Хорошо бы теперь поесть пирога с груздями. Сладкая и нежная тоска
сжимает мое сердце, глаза мои влажны. Где ты, прекрасное время пирогов с
груздями, борзых густопсовых кобелей, отъезжего поля, крепостных душ,
антоновских яблок, выкупных платежей?
С томной грустью выхожу я на крыльцо и свищу старому облезлому индюку.

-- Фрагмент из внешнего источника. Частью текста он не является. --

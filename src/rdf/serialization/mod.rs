//! RDF serialization formats
//!
//! Supports:
//! - Turtle (TTL), written with the bound prefixes and subject grouping
//! - N-Triples (NT)
//!
//! Both formats can be parsed back; parsing is delegated to `rio_turtle`.

mod ntriples;
mod turtle;

use super::namespace::NamespaceManager;
use super::Triple;
use std::path::Path;
use thiserror::Error;

pub use ntriples::{NTriplesParserWrapper, NTriplesSerializerWrapper};
pub use turtle::{TurtleParserWrapper, TurtleWriter};

/// RDF serialization format
#[derive(Debug, Clone, Copy, PartialEq, Eq)]
pub enum RdfFormat {
    /// Turtle format (.ttl)
    Turtle,
    /// N-Triples format (.nt)
    NTriples,
}

impl RdfFormat {
    /// Guess the format from a file extension, defaulting to Turtle
    pub fn from_path(path: &Path) -> Self {
        match path.extension().and_then(|e| e.to_str()) {
            Some("nt") => RdfFormat::NTriples,
            _ => RdfFormat::Turtle,
        }
    }
}

/// Parse errors
#[derive(Error, Debug)]
pub enum ParseError {
    /// IO error
    #[error("IO error: {0}")]
    Io(#[from] std::io::Error),

    /// Syntax or term error
    #[error("Parse error: {0}")]
    Parse(String),
}

pub type ParseResult<T> = Result<T, ParseError>;

/// Serialization errors
#[derive(Error, Debug)]
pub enum SerializeError {
    /// Serialization error
    #[error("Serialization error: {0}")]
    Serialize(String),
}

impl From<std::fmt::Error> for SerializeError {
    fn from(e: std::fmt::Error) -> Self {
        SerializeError::Serialize(e.to_string())
    }
}

pub type SerializeResult<T> = Result<T, SerializeError>;

/// RDF parser
pub struct RdfParser;

impl RdfParser {
    /// Parse RDF data from a string
    pub fn parse(input: &str, format: RdfFormat) -> ParseResult<Vec<Triple>> {
        match format {
            RdfFormat::Turtle => TurtleParserWrapper::parse(input),
            RdfFormat::NTriples => NTriplesParserWrapper::parse(input),
        }
    }

    /// Parse RDF data from a file
    pub fn parse_file(path: &Path, format: RdfFormat) -> ParseResult<Vec<Triple>> {
        let input = std::fs::read_to_string(path)?;
        Self::parse(&input, format)
    }
}

/// RDF serializer
///
/// Turtle output uses the manager's prefixes; N-Triples ignores them.
#[derive(Debug, Clone, Default)]
pub struct RdfSerializer {
    namespaces: NamespaceManager,
}

impl RdfSerializer {
    pub fn new(namespaces: NamespaceManager) -> Self {
        Self { namespaces }
    }

    pub fn namespaces(&self) -> &NamespaceManager {
        &self.namespaces
    }

    /// Serialize triples to a string
    pub fn serialize(&self, triples: &[Triple], format: RdfFormat) -> SerializeResult<String> {
        match format {
            RdfFormat::Turtle => TurtleWriter::new(&self.namespaces).write(triples),
            RdfFormat::NTriples => NTriplesSerializerWrapper::serialize(triples),
        }
    }
}

#[cfg(test)]
mod tests {
    use super::*;
    use crate::rdf::{Literal, NamedNode};

    fn sample() -> Vec<Triple> {
        vec![Triple::new(
            NamedNode::new("http://example.org/a").unwrap(),
            NamedNode::new("http://example.org/b").unwrap(),
            Literal::new_simple_literal("c"),
        )]
    }

    #[test]
    fn test_both_formats_parse_back() {
        let serializer = RdfSerializer::default();
        for format in [RdfFormat::Turtle, RdfFormat::NTriples] {
            let text = serializer.serialize(&sample(), format).unwrap();
            assert_eq!(RdfParser::parse(&text, format).unwrap(), sample(), "{format:?}");
        }
    }

    #[test]
    fn test_format_from_path() {
        assert_eq!(RdfFormat::from_path(Path::new("out.nt")), RdfFormat::NTriples);
        assert_eq!(RdfFormat::from_path(Path::new("shapes.ttl")), RdfFormat::Turtle);
    }

    #[test]
    fn test_parse_error() {
        assert!(matches!(
            RdfParser::parse("<http://a> <http://b> .", RdfFormat::Turtle),
            Err(ParseError::Parse(_))
        ));
    }
}
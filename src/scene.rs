//! Scene tags and their color themes.
//!
//! The host page tells the mascot which section is on screen; each section
//! carries a fixed color triple. This is a pure mapping with no lifecycle.

use std::str::FromStr;

use strum_macros::{Display, EnumIter, EnumString};

/// The section of the host page the mascot is reacting to.
#[derive(Debug, Clone, Copy, PartialEq, Eq, Hash, Default, Display, EnumIter, EnumString)]
#[strum(serialize_all = "lowercase")]
pub enum Scene {
    #[default]
    Default,
    Eco,
    Work,
    Mail,
}

impl Scene {
    /// Parses a host-supplied tag, falling back to [`Scene::Default`] on
    /// anything unrecognized.
    pub fn parse_or_default(tag: &str) -> Self {
        Scene::from_str(tag).unwrap_or_else(|_| {
            tracing::debug!(tag, "Unrecognized scene tag, falling back to default");
            Scene::Default
        })
    }

    /// The color triple for this scene.
    pub fn theme(self) -> ColorTheme {
        match self {
            Scene::Eco => ColorTheme {
                primary: "#22c55e",
                secondary: "#4ade80",
                shadow: "#22c55e",
            },
            Scene::Work => ColorTheme {
                primary: "#a855f7",
                secondary: "#c084fc",
                shadow: "#a855f7",
            },
            Scene::Mail => ColorTheme {
                primary: "#eab308",
                secondary: "#facc15",
                shadow: "#eab308",
            },
            Scene::Default => ColorTheme {
                primary: "#2dd4bf",
                secondary: "#5eead4",
                shadow: "#2dd4bf",
            },
        }
    }
}

/// CSS hex colors the presentation layer paints with.
#[derive(Debug, Clone, Copy, PartialEq, Eq)]
pub struct ColorTheme {
    pub primary: &'static str,
    pub secondary: &'static str,
    pub shadow: &'static str,
}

Садовник Ксенофонт идет мимо, но не ломает шапки. В прежнее время я бы
тебя, хама, на конюшню!..
Я возвращаюсь в свою печальную комнату. Из сада пахнет дягилем и
царскими петушками. Меланхолично курдыкает на пряслах за овинами
бессонная потутайка. Отчего у меня болит живот? Кто знает? Тихая тайная
жалость веет на меня незримым крылом.
Все в мире непонятно, все таинственно. Скучный, вялый и расслабленный,
как прошлогодняя муха, подхожу я к двери, открываю ее и кричу в зловещую
темноту:
-- Марфа, иди сюда!.. Натри меня на ночь бобковой мазью!
(А. Куприн)
Леонид Андреев
"Тьма"
- I
Он пошел в дом терпимости не потому, что он был известным
бомбометателем, что ему было 26 лет и он был еще невинен, как молодой
шатен, а потому что в четверг ему предстояло совершение очень крупного
террористического акта.
В доме терпимости он нашел все в надлежащем порядке и одобрительно
кивнул головой хозяйке.
Навстречу ему поднялись три девущки, из которых одна осталась сидеть.
Он подошел к ней и, желая быть развязным, но в то же время и строго
партийным, сказал:
-- Ну как, моя бомбочка? Взметнемся в твое гнездышко?
Эта формула перехода к очередным делам показалась ему очень подходящей,
и он с гордостью подумал:
-- А ведь из меня вышел бы недурной парламентарий!
Пошли. Остановился у зеркала. Посмотрел. Вошли. Осмотрелся. Сморщил нос.
Потрогал кровать. Прочная. Успокоился. Попробовал дверь. Дубовая.
Обрадовался. Потрогал Любочку. Оказалась настоящей. Тоже обрадовался.
-- Ну что, миленький?..-- сказала Любочка, добродетельно и нагло глядя
на него.
Он раздел браунинг и остался в одних обоймах. Любочка с удивлением
посмотрела на него и медленно протянула:
-- Ишь ты!.. А говорят, что все сицилисты жиды!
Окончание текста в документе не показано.